The data below needs to be returned exactly, line for line.

Dataset items:
—————

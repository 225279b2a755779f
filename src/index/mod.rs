//! Variable index.
//!
//! Provides lookup of every exported variable by id, together with the
//! collection that owns it. The index borrows from the [`Export`] and is
//! immutable after construction.
//!
//! # Example
//!
//! ```ignore
//! use strata::index::VariableIndex;
//!
//! let index = VariableIndex::build(&export);
//! if let Some(record) = index.get("VariableID:1:2") {
//!     println!("{} in {}", record.variable.name, record.collection_name);
//! }
//! ```

use std::collections::HashMap;

use crate::types::{Collection, Export, Variable};

/// A variable together with its owning collection.
#[derive(Debug, Clone, Copy)]
pub struct VariableRecord<'a> {
    pub variable: &'a Variable,
    pub collection_id: &'a str,
    pub collection_name: &'a str,
}

impl<'a> VariableRecord<'a> {
    fn new(variable: &'a Variable, collection: &'a Collection) -> Self {
        Self {
            variable,
            collection_id: &collection.id,
            collection_name: &collection.name,
        }
    }
}

/// Lookup of variables by id.
#[derive(Debug, Default)]
pub struct VariableIndex<'a> {
    variables: HashMap<&'a str, VariableRecord<'a>>,
}

impl<'a> VariableIndex<'a> {
    /// Index every variable of every collection.
    ///
    /// Ids are assumed unique upstream; a repeated id replaces the earlier
    /// record.
    pub fn build(export: &'a Export) -> Self {
        let capacity = export.collections.iter().map(|c| c.variables.len()).sum();
        let mut variables = HashMap::with_capacity(capacity);

        for collection in &export.collections {
            for variable in &collection.variables {
                variables.insert(variable.id.as_str(), VariableRecord::new(variable, collection));
            }
        }

        Self { variables }
    }

    /// Get a variable record by id.
    pub fn get(&self, id: &str) -> Option<&VariableRecord<'a>> {
        self.variables.get(id)
    }

    pub fn contains(&self, id: &str) -> bool {
        self.variables.contains_key(id)
    }

    /// Get the total number of variables.
    pub fn len(&self) -> usize {
        self.variables.len()
    }

    /// Check if the index is empty.
    pub fn is_empty(&self) -> bool {
        self.variables.is_empty()
    }
}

—————

SOLUTION:
repository 225279b2a755779f
filename src/index/mod.rs
//! Variable index.
//!
//! Provides lookup of every exported variable by id, together with the
//! collection that owns it. The index borrows from the [`Export`] and is
//! immutable after construction.
//!
//! # Example
//!
//! ```ignore
//! use strata::index::VariableIndex;
//!
//! let index = VariableIndex::build(&export);
//! if let Some(record) = index.get("VariableID:1:2") {
//!     println!("{} in {}", record.variable.name, record.collection_name);
//! }
//! ```

use std::collections::HashMap;

use crate::types::{Collection, Export, Variable};

/// A variable together with its owning collection.
#[derive(Debug, Clone, Copy)]
pub struct VariableRecord<'a> {
    pub variable: &'a Variable,
    pub collection_id: &'a str,
    pub collection_name: &'a str,
}

impl<'a> VariableRecord<'a> {
    fn new(variable: &'a Variable, collection: &'a Collection) -> Self {
        Self {
            variable,
            collection_id: &collection.id,
            collection_name: &collection.name,
        }
    }
}

/// Lookup of variables by id.
#[derive(Debug, Default)]
pub struct VariableIndex<'a> {
    variables: HashMap<&'a str, VariableRecord<'a>>,
}

impl<'a> VariableIndex<'a> {
    /// Index every variable of every collection.
    ///
    /// Ids are assumed unique upstream; a repeated id replaces the earlier
    /// record.
    pub fn build(export: &'a Export) -> Self {
        let capacity = export.collections.iter().map(|c| c.variables.len()).sum();
        let mut variables = HashMap::with_capacity(capacity);

        for collection in &export.collections {
            for variable in &collection.variables {
                variables.insert(variable.id.as_str(), VariableRecord::new(variable, collection));
            }
        }

        Self { variables }
    }

    /// Get a variable record by id.
    pub fn get(&self, id: &str) -> Option<&VariableRecord<'a>> {
        self.variables.get(id)
    }

    pub fn contains(&self, id: &str) -> bool {
        self.variables.contains_key(id)
    }

    /// Get the total number of variables.
    pub fn len(&self) -> usize {
        self.variables.len()
    }

    /// Check if the index is empty.
    pub fn is_empty(&self) -> bool {
        self.variables.is_empty()
    }
}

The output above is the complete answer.